WASHINGTON, D.C. (Tuesday, November 23, 2010) - The U.S. military’s interest in secure domestic sources of renewable biofuels and biofuels producers search for commercial value streams in renewable chemicals and biobased products will be the top trends for 2011, according to respondents of the BIO/Biofuels Digest “11 Hot Trends for 2011” poll. The Biotechnology Industry Organization (BIO) and Biofuels Digest today jointly released the results of the poll, which was officially launched Nov. 9, 2010, at the Advanced Biofuels Markets 2010 conference in San Francisco.

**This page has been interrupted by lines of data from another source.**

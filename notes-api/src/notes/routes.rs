use axum::{
    body::Bytes,
    extract::{Path, State},
    routing::get,
    Json, Router,
};

use crate::{state::AppState, Result};

use super::{handlers, DeleteNoteResponse, Note};

pub fn router(state: AppState) -> Router {
    Router::new()
        .route("/api/v1/notes", get(find_notes).post(create_note))
        .route(
            "/api/v1/notes/{note_id}",
            get(get_note).patch(update_note).put(update_note).delete(delete_note),
        )
        .with_state(state)
}

async fn find_notes(State(state): State<AppState>) -> Result<Json<Vec<Note>>> {
    handlers::find_notes(state.notes.as_ref()).await.map(Json)
}

async fn create_note(State(state): State<AppState>, body: Bytes) -> Result<Json<Note>> {
    handlers::create_note(state.notes.as_ref(), &body).await.map(Json)
}

async fn get_note(State(state): State<AppState>, Path(note_id): Path<String>) -> Result<Json<Note>> {
    handlers::get_note(state.notes.as_ref(), &note_id).await.map(Json)
}

async fn update_note(
    State(state): State<AppState>,
    Path(note_id): Path<String>,
    body: Bytes,
) -> Result<Json<Note>> {
    handlers::update_note(state.notes.as_ref(), &note_id, &body).await.map(Json)
}

async fn delete_note(State(state): State<AppState>, Path(note_id): Path<String>) -> Result<Json<DeleteNoteResponse>> {
    handlers::delete_note(state.notes.as_ref(), &note_id).await.map(Json)
}

#[cfg(test)]
mod tests {
    use std::sync::Arc;

    use crate::{
        db::{init_test_db, DB},
        errors::Result,
        notes::{store::SqliteNoteStore, DeleteNoteResponse, Note},
    };
    use axum_test::TestServer;
    use serde_json::{json, Value};

    const NOTE_ID: &str = "018f61385b4f722d97c529b927cedbd4";

    async fn seed(db: &DB, count: usize) {
        db.call(move |conn| {
            for i in 0..count {
                conn.execute(
                    "INSERT INTO notes (title, description, created_at, updated_at) VALUES (?1, ?2, ?3, ?3)",
                    rusqlite::params![format!("Note{i}"), format!("Body{i}"), chrono::Utc::now()],
                )?;
            }
            Ok(())
        })
        .await
        .unwrap();
    }

    async fn seed_known(db: &DB) {
        db.call(|conn| {
            conn.execute_batch(
                "INSERT INTO notes (id, title, description, reminder) VALUES (uuid_blob('018f6138-5b4f-722d-97c5-29b927cedbd4'), 'first', 'one', 1);",
            )?;
            Ok(())
        })
        .await
        .unwrap();
    }

    async fn count(db: &DB) -> u32 {
        db.call(|conn| Ok(conn.query_row::<u32, _, _>("select count(*) from notes", [], |r| r.get(0))?))
            .await
            .unwrap()
    }

    #[tokio::test]
    async fn find_notes() -> Result<()> {
        let db = init_test_db().await?;
        seed(&db, 3).await;

        let server = test_server(db).await?;
        let response = server.get("/api/v1/notes").await;

        assert_eq!(response.status_code(), 200);
        assert_eq!(response.json::<Vec<Note>>().len(), 3);
        Ok(())
    }

    #[tokio::test]
    async fn find_notes_empty() -> Result<()> {
        let server = test_server(init_test_db().await?).await?;
        let response = server.get("/api/v1/notes").await;

        assert_eq!(response.status_code(), 200);
        assert_eq!(response.json::<Value>(), json!([]));
        Ok(())
    }

    #[tokio::test]
    async fn create_note() -> Result<()> {
        let db = init_test_db().await?;

        let server = test_server(db.clone()).await?;
        let response = server
            .post("/api/v1/notes")
            .json(&json!({
                "title": "world",
                "description": "hello"
            }))
            .await;

        assert_eq!(response.status_code(), 200);
        let note = response.json::<Note>();
        assert_eq!(note.title, "world");
        assert_eq!(note.description, "hello");
        assert!(!note.reminder);
        assert_eq!(count(&db).await, 1);
        Ok(())
    }

    #[tokio::test]
    async fn create_then_get_round_trip() -> Result<()> {
        let server = test_server(init_test_db().await?).await?;
        let created = server
            .post("/api/v1/notes")
            .json(&json!({ "title": "Trip", "description": "Round", "reminder": true }))
            .await
            .json::<Note>();

        let response = server.get(&format!("/api/v1/notes/{}", created.id.simple())).await;

        assert_eq!(response.status_code(), 200);
        assert_eq!(response.json::<Note>(), created);
        Ok(())
    }

    #[tokio::test]
    async fn create_without_body() -> Result<()> {
        let server = test_server(init_test_db().await?).await?;
        let response = server.post("/api/v1/notes").await;

        assert_eq!(response.status_code(), 400);
        assert_eq!(response.json::<Value>(), json!({ "error": "Missing details" }));
        Ok(())
    }

    #[tokio::test]
    async fn create_with_invalid_field_type() -> Result<()> {
        let server = test_server(init_test_db().await?).await?;
        let response = server
            .post("/api/v1/notes")
            .json(&json!({ "title": "A", "description": "B", "reminder": "yes" }))
            .await;

        assert_eq!(response.status_code(), 400);
        assert_eq!(response.json::<Value>(), json!({ "error": "Error:: Invalid reminder: \"yes\"" }));
        Ok(())
    }

    #[tokio::test]
    async fn create_with_incorrect_details() -> Result<()> {
        let db = init_test_db().await?;
        let server = test_server(db.clone()).await?;
        let response = server
            .post("/api/v1/notes")
            .json(&json!({ "title": "has space", "description": "B" }))
            .await;

        assert_eq!(response.status_code(), 400);
        assert_eq!(response.json::<Value>(), json!({ "error": "Incorrect note details" }));
        assert_eq!(count(&db).await, 0);
        Ok(())
    }

    #[tokio::test]
    async fn create_at_limit() -> Result<()> {
        let db = init_test_db().await?;
        seed(&db, 10).await;

        let server = test_server(db.clone()).await?;
        let response = server
            .post("/api/v1/notes")
            .json(&json!({ "title": "Eleven", "description": "Over" }))
            .await;

        assert_eq!(response.status_code(), 400);
        assert_eq!(response.json::<Value>(), json!({ "error": "Notes' limit reached" }));
        assert_eq!(count(&db).await, 10);
        Ok(())
    }

    #[tokio::test]
    async fn create_reaches_limit() -> Result<()> {
        let db = init_test_db().await?;
        seed(&db, 9).await;

        let server = test_server(db.clone()).await?;
        let response = server
            .post("/api/v1/notes")
            .json(&json!({ "title": "Ten", "description": "Last" }))
            .await;

        assert_eq!(response.status_code(), 200);
        assert_eq!(count(&db).await, 10);
        Ok(())
    }

    #[tokio::test]
    async fn get_note() -> Result<()> {
        let db = init_test_db().await?;
        seed_known(&db).await;

        let server = test_server(db).await?;
        let response = server.get(&format!("/api/v1/notes/{NOTE_ID}")).await;

        assert_eq!(response.status_code(), 200);
        let note = response.json::<Note>();
        assert_eq!(note.title, "first");
        assert_eq!(note.id.simple().to_string(), NOTE_ID);
        assert!(note.reminder);
        Ok(())
    }

    #[tokio::test]
    async fn get_note_with_bad_id() -> Result<()> {
        let server = test_server(init_test_db().await?).await?;
        let response = server.get("/api/v1/notes/018f6138-5b4f-722d-97c5-29b927cedbd4").await;

        assert_eq!(response.status_code(), 400);
        assert_eq!(response.json::<Value>(), json!({ "error": "Incorrect Id." }));
        Ok(())
    }

    #[tokio::test]
    async fn get_missing_note() -> Result<()> {
        let server = test_server(init_test_db().await?).await?;
        let response = server.get(&format!("/api/v1/notes/{NOTE_ID}")).await;

        assert_eq!(response.status_code(), 404);
        assert_eq!(
            response.json::<Value>(),
            json!({ "error": format!("No Note found with id: {NOTE_ID}") })
        );
        Ok(())
    }

    #[tokio::test]
    async fn update_note() -> Result<()> {
        let db = init_test_db().await?;
        seed_known(&db).await;

        let server = test_server(db).await?;
        let response = server
            .patch(&format!("/api/v1/notes/{NOTE_ID}"))
            .json(&json!({
                "description": "two",
                "reminder": false,
            }))
            .await;

        assert_eq!(response.status_code(), 200);
        let note = response.json::<Note>();
        assert_eq!(note.title, "first");
        assert_eq!(note.description, "two");
        assert!(note.reminder);
        Ok(())
    }

    #[tokio::test]
    async fn update_with_empty_body() -> Result<()> {
        let db = init_test_db().await?;
        seed_known(&db).await;

        let server = test_server(db).await?;
        let response = server.put(&format!("/api/v1/notes/{NOTE_ID}")).json(&json!({})).await;

        assert_eq!(response.status_code(), 400);
        assert_eq!(response.json::<Value>(), json!({ "error": "Missing details" }));
        Ok(())
    }

    #[tokio::test]
    async fn update_missing_note() -> Result<()> {
        let server = test_server(init_test_db().await?).await?;
        let response = server
            .patch(&format!("/api/v1/notes/{NOTE_ID}"))
            .json(&json!({ "title": "X" }))
            .await;

        assert_eq!(response.status_code(), 404);
        Ok(())
    }

    #[tokio::test]
    async fn delete_note() -> Result<()> {
        let db = init_test_db().await?;
        seed_known(&db).await;

        let server = test_server(db.clone()).await?;
        let response = server.delete(&format!("/api/v1/notes/{NOTE_ID}")).await;

        assert_eq!(response.status_code(), 200);
        let removed = response.json::<DeleteNoteResponse>();
        assert_eq!(removed.message, format!("Removed note with id: {NOTE_ID}"));
        assert_eq!(removed.note.title, "first");
        assert_eq!(count(&db).await, 0);

        Ok(())
    }

    #[tokio::test]
    async fn delete_missing_note() -> Result<()> {
        let server = test_server(init_test_db().await?).await?;
        let response = server.delete(&format!("/api/v1/notes/{NOTE_ID}")).await;

        assert_eq!(response.status_code(), 404);
        assert_eq!(response.json::<Value>(), json!({ "error": "Not found." }));
        Ok(())
    }

    async fn test_server(db: DB) -> Result<TestServer> {
        crate::tests::test_server(Arc::new(SqliteNoteStore::new(db)), super::router).await
    }
}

Brent Erickson, executive vice president of BIO’s Industrial & Environmental Section, said, “The biofuels industry is optimistic that the economy will recover this year, increasing opportunities for advanced biofuel producers to finance construction of new projects. Production of renewable chemicals and biobased products as additional value streams should make these projects attractive investments within the renewable sector. The industry also believes that Congress has a role to play, by crafting energy and tax policies that recognize production of advanced biofuels, renewable chemicals and biobased products as vital to the nation’s economic competitiveness as well as national and energy security.”
The “11 Hot Trends for 2011” poll asked respondents to select those they believed should be listed as hottest among 11 trends originally suggested by members of BIO’s Industrial & Environmental Section. Respondents were also asked to rank the biofuel feedstocks that would see the fastest growth rates and the sectors that would show the most interest in biofuels. Lastly, respondents were asked to predict whether Congress would bring up new energy legislation and the fate of future industry financing.

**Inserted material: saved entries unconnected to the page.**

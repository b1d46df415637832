use std::sync::{Arc, OnceLock};

use axum::{
    extract::Request,
    http::StatusCode,
    middleware::Next,
    response::{IntoResponse, Response},
};
use serde::Serialize;
use validator::ValidationErrors;

use crate::error_responses;

pub use response::ErrorResponse;

pub type Result<T> = std::result::Result<T, Error>;

#[derive(thiserror::Error, Debug)]
pub enum Error {
    // request
    #[error("missing_details")]
    MissingDetails,
    #[error("incorrect_id")]
    IncorrectId,
    #[error("incorrect_details: {0}")]
    IncorrectDetails(#[from] ValidationErrors),
    #[error("invalid_field: {field}")]
    InvalidField { field: &'static str, value: String },
    #[error("quota_exceeded")]
    QuotaExceeded,

    #[error("not_found")]
    NotFound(String),

    #[error(transparent)]
    DB(crate::db::Error),

    #[error(transparent)]
    Config(#[from] envy::Error),

    #[error("unexpected")]
    Unexpected(String),
}

impl From<crate::db::Error> for Error {
    fn from(error: crate::db::Error) -> Self {
        match error {
            crate::db::Error::NotFound(msg) => Self::NotFound(msg),
            error => Self::DB(error),
        }
    }
}

/// crate::Error <--> tokio_rusqlite::Error
///
/// Store closures return `crate::Error` through `tokio_rusqlite::Error::Other`;
/// it is unwrapped again on the way out. Anything else goes through `db::Error`,
/// which turns "no rows" into `NotFound`.
pub mod db_mappers {
    use super::*;

    impl From<tokio_rusqlite::Error> for Error {
        fn from(error: tokio_rusqlite::Error) -> Self {
            match error {
                tokio_rusqlite::Error::Other(err) => match err.downcast::<Error>() {
                    Ok(err) => *err,
                    Err(err) => crate::db::Error::from(tokio_rusqlite::Error::Other(err)).into(),
                },
                error => crate::db::Error::from(error).into(),
            }
        }
    }

    impl From<Error> for tokio_rusqlite::Error {
        fn from(error: Error) -> Self {
            tokio_rusqlite::Error::Other(error.into())
        }
    }
}

// Response

error_responses! {
    missing_details: 400 => "Missing details",
    incorrect_id: 400 => "Incorrect Id.",
    incorrect_details: 400 => "Incorrect note details",
    invalid_field: 400 => "Error:: Invalid field",
    quota_exceeded: 400 => "Notes' limit reached",
    not_found: 404 => "Not found.",
    unexpected: 500 => "Error:: Unexpected"
}

impl From<&Error> for ErrorResponse {
    fn from(error: &Error) -> Self {
        let errors = errors();
        match error {
            Error::MissingDetails => errors.missing_details.clone(),
            Error::IncorrectId => errors.incorrect_id.clone(),
            Error::IncorrectDetails(_) => errors.incorrect_details.clone(),
            Error::InvalidField { field, value } => errors
                .invalid_field
                .with_message(format!("Error:: Invalid {field}: {value}")),
            Error::QuotaExceeded => errors.quota_exceeded.clone(),
            Error::NotFound(message) => errors.not_found.with_message(message),
            Error::DB(_) => errors.unexpected.with_message("Error:: Unexpected database failure"),
            Error::Unexpected(message) => errors.unexpected.with_message(format!("Error:: {message}")),
            Error::Config(_) => errors.unexpected.clone(),
        }
    }
}

impl IntoResponse for Error {
    fn into_response(self) -> axum::response::Response {
        let error = Arc::new(self);

        let error_res = ErrorResponse::from(error.as_ref());
        let mut res = error_res.into_response();
        res.extensions_mut().insert(error);

        res
    }
}

pub async fn on_error(request: Request, next: Next) -> Response {
    let response = next.run(request).await;

    let error = response.extensions().get::<Arc<Error>>().map(Arc::as_ref);
    if let Some(error) = error {
        if response.status().is_server_error() {
            tracing::error!("{:?}", error);
        } else {
            tracing::debug!("{:?}", error);
        }
    }

    response
}

mod response {
    use super::*;

    /// Uniform error body: `{"error": "<message>"}`.
    #[derive(Debug, Serialize, Clone)]
    pub struct ErrorResponse {
        pub error: String,
        #[serde(skip)]
        pub status: u16,
    }

    impl Default for ErrorResponse {
        fn default() -> Self {
            Self {
                error: "An Error occurred.".into(),
                status: 501,
            }
        }
    }

    impl ErrorResponse {
        pub fn new(error: impl Into<String>, status: u16) -> Self {
            Self {
                error: error.into(),
                status,
            }
        }

        pub fn with_message(&self, message: impl Into<String>) -> Self {
            let mut res = self.clone();
            res.error = message.into();
            res
        }
    }

    impl IntoResponse for ErrorResponse {
        fn into_response(self) -> Response {
            let status = StatusCode::from_u16(self.status).unwrap_or(StatusCode::NOT_IMPLEMENTED);
            (status, axum::Json(self)).into_response()
        }
    }

    /// Named error responses with their status and default message
    /// ```rust
    /// error_responses! {
    ///     not_found: 404 => "Not found.",
    ///     unexpected: 500 => "Error:: Unexpected"
    /// }
    ///
    /// impl From<&Error> for ErrorResponse {
    ///     fn from(error: &Error) -> Self {
    ///     let errors = errors(); // <- from macro
    ///     match error {
    ///         Error::NotFound(message) => errors.not_found.with_message(message),
    ///         Error::Unexpected(_) => errors.unexpected.clone(),
    ///     }
    /// }
    /// ```
    #[macro_export]
    macro_rules! error_responses {
        (
            $($name:ident: $code:expr => $message:expr),* $(,)?
        ) => {
            #[derive(Debug, Clone)]
            struct Responses {
                $(
                    $name: ErrorResponse,
                )*
            }

            static ERRORS: OnceLock<Responses> = OnceLock::new();

            fn errors() -> &'static Responses {
                ERRORS.get_or_init(|| Responses {
                    $(
                        $name: ErrorResponse::new($message, $code),
                    )*
                })
            }
        };
    }
}
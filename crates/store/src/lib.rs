//! Summit Outfitters Store - storefront domain library.
//!
//! This crate holds the domain logic behind the Summit Outfitters
//! storefront: the product catalog and its repository contract, the
//! per-session shopping cart, and the checkout workflow that hands a
//! validated cart to the order processor.
//!
//! # Architecture
//!
//! Web, persistence, and identity surfaces live behind narrow capability
//! traits ([`ProductRepository`], [`OrderProcessor`], [`AuthProvider`]) that
//! callers inject explicitly - there is no container or global wiring. The
//! capability traits are async because their production implementations do
//! I/O; the cart itself is a synchronous in-memory aggregate owned by a
//! single session.
//!
//! # Modules
//!
//! - [`catalog`] - Product records, the repository contract, and the
//!   in-memory store
//! - [`cart`] - The per-session cart aggregate
//! - [`checkout`] - Shipping details and the submission state machine
//! - [`orders`] - The order-processor contract and in-memory processor
//! - [`auth`] - The authentication capability consumed by admin flows
//! - [`validation`] - Field-level validation reported as values

#![cfg_attr(not(test), forbid(unsafe_code))]

pub mod auth;
pub mod cart;
pub mod catalog;
pub mod checkout;
pub mod orders;
pub mod validation;

pub use auth::{AuthError, AuthProvider, Credentials};
pub use cart::{Cart, CartLine};
pub use catalog::{
    InMemoryProductRepository, Product, ProductImage, ProductRepository, RepositoryError,
};
pub use checkout::{CheckoutError, CheckoutState, CheckoutWorkflow, ShippingDetails};
pub use orders::{
    InMemoryOrderProcessor, OrderConfirmation, OrderError, OrderProcessor, OrderReference,
    PlacedOrder,
};
pub use validation::ValidationError;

With more than 290 responses, the poll revealed the following as top trends for 2011:
More than half of respondents (51 percent) agreed that the U.S. Department of Defense would “push for domestic biofuel production as a secure fuel source.”
Nearly half of respondents (47.5 percent) believed that biofuel producers looking “for additional value streams,” would drive development of biobased products, while 37 percent believed new federal policies would be the driver.
Nearly 30 percent of respondents believed that new federal policies would push construction of advanced biofuel refineries, in part responding to efforts by other countries to seize the lead in the sector.
Municipal solid waste (24 percent), algae (23 percent) and woody biomass (19 percent) received the most votes as the feedstock that will experience the fastest growth rates.
The military was cited by 39 percent of respondents as having the fastest growing interest in biofuels, with oil companies (23 percent) and chemical producers (20 percent) also ranking highly.
More than a quarter (27 percent) of respondents predicted Congress would pass an energy bill with some biofuel tax provisions and an additional 17 percent predicted a bill with substantial support for biofuels. However, fully 41 percent of respondents predicted that nothing would happen with a new energy bill in 2011.
Respondents were also optimistic about the economy, with 43 percent predicting that capital and debt financing for projects would again become available in 2011. An additional 35 percent predicted that biofuels would become the dominant area of investment among renewable technologies. Still, more than 17 percent of respondents predicted that venture funding would dry up.